Not in MY backyard!

The choice is a stark one: either we cut consumption, or we start supporting efforts to bring more green energy into our homes. Which will it be?

The Alaska Range, oil on canvasboard, 12X16, $1159 unframed.

I have driven along pipelines many times in my perambulations in the Great White North. I’ve found them interesting and no more intrusive than roads. The ones I saw in Canada were well-maintained. (That may not be true in California, which raises the question of the disconnect between our talk and actions.)

Nevertheless, pipelines are the safest way to move oil and gas in terms of human accident, and they have the lowest carbon footprint. Still, we’ve come to the corporate conclusion that they’re somehow bad.

Spring greens, 8X10, is one of the paintings that will be at Camden Public Library’s Picker Room this month.

I really dislike the look of modern windmills. I find big windmill farms intrusive, and I think they muck up the landscape. Luckily, there’s a lot of landscape out there, so I can easily find another ridge, mountain, or butte to paint. They look even more ungainly in the ocean, but there’s almost three times as much ocean as there is land on our planet.

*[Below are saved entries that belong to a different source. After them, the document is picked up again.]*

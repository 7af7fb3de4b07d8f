use super::Outcome;
use crate::Context;
use crate::cli::EnvArgs;
use crate::ui;
use anyhow::{Context as _, Result};

pub fn run(ctx: &Context, args: EnvArgs) -> Result<Outcome> {
    let orchestrator = super::orchestrator(ctx);

    let mut listings = Vec::new();
    for env in &args.environment {
        let artifacts = orchestrator
            .list_backups(env)
            .with_context(|| format!("Could not list backups of {env}"))?;
        listings.push((env.clone(), artifacts));
    }

    if ctx.json {
        let all: Vec<_> = listings.into_iter().flat_map(|(_, a)| a).collect();
        println!("{}", serde_json::to_string_pretty(&all)?);
    } else {
        for (env, artifacts) in &listings {
            ui::backups(env, artifacts);
        }
    }
    Ok(Outcome::Success)
}
#[cfg(test)]
mod tests {
    use super::*;
    use crate::testing::FakeFleet;
    use crate::types::Node;

    fn fast_policy() -> CallPolicy {
        CallPolicy {
            timeout: Duration::from_secs(1),
            retry: RetryConfig {
                max_attempts: 3,
                base_delay: Duration::from_millis(1),
                backoff_factor: 1.0,
                max_delay: Duration::from_millis(2),
            },
        }
    }

    #[test]
    fn test_parse_df_percent() {
        let out = "Filesystem     1024-blocks     Used Available Capacity Mounted on\n\
                   /dev/sda1        102400000 43008000  59392000      42% /var/lib\n";
        assert_eq!(parse_df_percent(out), Some(42));
        assert_eq!(parse_df_percent("garbage"), None);
    }

    #[test]
    fn test_dry_run_never_reaches_node() {
        let fleet = FakeFleet::new(&["db1"]);
        let desired = DesiredConfig::new("7.0.5");
        let executor = NodeExecutor::new(fleet.backends(), &desired).with_dry_run(true);
        let node = Node::data("db1", "db1");

        let result = executor
            .execute(
                &node,
                &UnitOfWork::RestartContainer {
                    name: "mongodb".into(),
                },
                &fast_policy(),
            )
            .unwrap();

        assert!(result.would_change);
        assert!(!result.changed);
        assert!(fleet.mutations().is_empty());
    }

    #[test]
    fn test_unreachable_is_retried_then_surfaces() {
        let fleet = FakeFleet::new(&["db1"]);
        fleet.set_reachable("db1", false);
        let desired = DesiredConfig::new("7.0.5");
        let executor = NodeExecutor::new(fleet.backends(), &desired);
        let node = Node::data("db1", "db1");

        let err = executor
            .execute(
                &node,
                &UnitOfWork::Command {
                    command: "true".into(),
                },
                &fast_policy(),
            )
            .unwrap_err();

        assert!(matches!(err, Error::Unreachable { .. }));
        assert_eq!(fleet.attempts("db1"), 3);
    }

    #[test]
    fn test_remote_error_not_retried() {
        let fleet = FakeFleet::new(&["db1"]);
        let desired = DesiredConfig::new("7.0.5");
        let executor = NodeExecutor::new(fleet.backends(), &desired);
        let node = Node::data("db1", "db1");

        let err = executor
            .execute(
                &node,
                &UnitOfWork::Command {
                    command: "false".into(),
                },
                &fast_policy(),
            )
            .unwrap_err();

        assert!(matches!(err, Error::RemoteError { code: 1, .. }));
        assert_eq!(fleet.attempts("db1"), 1);
    }

    #[test]
    fn test_observe_fresh_node() {
        let fleet = FakeFleet::new(&["db1"]);
        let desired = DesiredConfig::new("7.0.5");
        let executor = NodeExecutor::new(fleet.backends(), &desired);

        let observed = executor
            .observe(&Node::data("db1", "db1"), &desired, &fast_policy())
            .unwrap();

        assert!(!observed.container.running);
        assert!(observed.config.is_none());
        assert!(observed.replica.is_none());
    }

    #[test]
    fn test_missing_password_ref_is_precondition() {
        let fleet = FakeFleet::new(&["db1"]);
        let mut desired = DesiredConfig::new("7.0.5");
        desired.auth.enabled = true;
        let executor = NodeExecutor::new(fleet.backends(), &desired);

        let err = executor
            .list_databases(&Node::data("db1", "db1"), &fast_policy())
            .unwrap_err();
        assert!(matches!(err, Error::PreconditionFailed { .. }));
    }

    fn secured_node(fleet: &FakeFleet, users: &[&str]) {
        fleet.start("db1", &[]);
        fleet.with_node("db1", |n| {
            n.auth_enforced = true;
            n.users = users.iter().map(|u| (*u).to_string()).collect();
        });
    }

    fn secured_config() -> DesiredConfig {
        let mut desired = DesiredConfig::new("7.0.5");
        desired.auth.enabled = true;
        desired.auth.root_password_ref = Some("env:ROOT_PW".into());
        desired
    }

    #[test]
    fn test_observe_falls_back_to_root_credentials() {
        let fleet = FakeFleet::new(&["db1"]);
        secured_node(&fleet, &["admin"]);
        let desired = secured_config();
        let executor = NodeExecutor::new(fleet.backends(), &desired);

        let observed = executor
            .observe(&Node::data("db1", "db1"), &desired, &fast_policy())
            .unwrap();

        assert_eq!(observed.root_user_present, Some(true));
        let checks = fleet.calls().iter().filter(|c| c.op == "user_exists").count();
        assert_eq!(checks, 2);
    }

    #[test]
    fn test_root_user_absent_under_localhost_exception() {
        let fleet = FakeFleet::new(&["db1"]);
        secured_node(&fleet, &[]);
        let desired = secured_config();
        let executor = NodeExecutor::new(fleet.backends(), &desired);

        let present = executor
            .root_user_present(&Node::data("db1", "db1"), &fast_policy())
            .unwrap();

        assert!(!present);
    }

    #[test]
    fn test_ping_needs_no_credentials() {
        let fleet = FakeFleet::new(&["db1"]);
        fleet.start("db1", &[]);
        let mut desired = DesiredConfig::new("7.0.5");
        desired.auth.enabled = true;
        let executor = NodeExecutor::new(fleet.backends(), &desired);

        let health = executor.ping(&Node::data("db1", "db1"), &fast_policy()).unwrap();
        assert_eq!(health, Health::Healthy);
    }
}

Solar farms aren’t good-looking either, but they don’t stick up as high. One was built over a beautiful blueberry barren in Rockland last spring. I see it every morning when I walk up Beech Hill. At first, it annoyed me. However, one small blueberry barren will hardly be missed in Maine, and when I paint that view, I just leave it out.

High plains pasture, 9X12, oil on birch, $696 unframed.

Mainers will vote on Question 1 next week. This seeks to retroactively rescind permits for an energy corridor. I think that ‘no’ is the proper vote, for all the reasons set out in this clearly-reasoned essay by Tom Murley. However, most of my readers are not Mainers.

I mention it because it’s typical of how Americans approach the question of energy and the environment. We’re conflicted. We love clean energy in theory, but only as long as we don’t have to look at it or hear it.

Franklin Roosevelt was an ardent supporter of a hydroelectric project in Passamaquoddy Bay. It foundered on the distribution question, but today it would probably be blocked because of the potential impact on fish and animal populations. Still, it would have generated clean energy using tidal action. Congress yanked funding for it in 1936, but had it been built, Down East’s story would be very different today.

Spring Birch on Beech Hill, 8X10, is one of the paintings that will be at Camden Public Library’s Picker Room this month.

Americans are becoming gradually more energy efficient, but that has to be set against our rapidly-increasing population. (We experienced a dip in energy use in 2020, but that was due to COVID.) The bottom line is that we want our cars, our laptops, our televisions, our vacations, our flowers and food from the Southern Hemisphere, our pools and our central heat and air conditioning. We will make concessions to use less energy only when those concessions are not too expensive or inconvenient. Few of us want to go back to carrying water from the well, cutting firewood, or doing subsistence farming.

But while we’re not willing to cut consumption, we seem equally unwilling to tolerate intrusions to make or move energy with alternative technologies. My friend Garrett, a retired oilman, reminded me that fracking was introduced as a clean energy alternative. We oppose pipelines, power corridors, offshore windmills, and other efforts to cut greenhouse emissions because they will personally inconvenience us, or because we have a romanticized notion of the woods and the water.

The choice is a stark one: either we cut consumption, or we start supporting efforts to bring more green energy into our homes. Which will it be?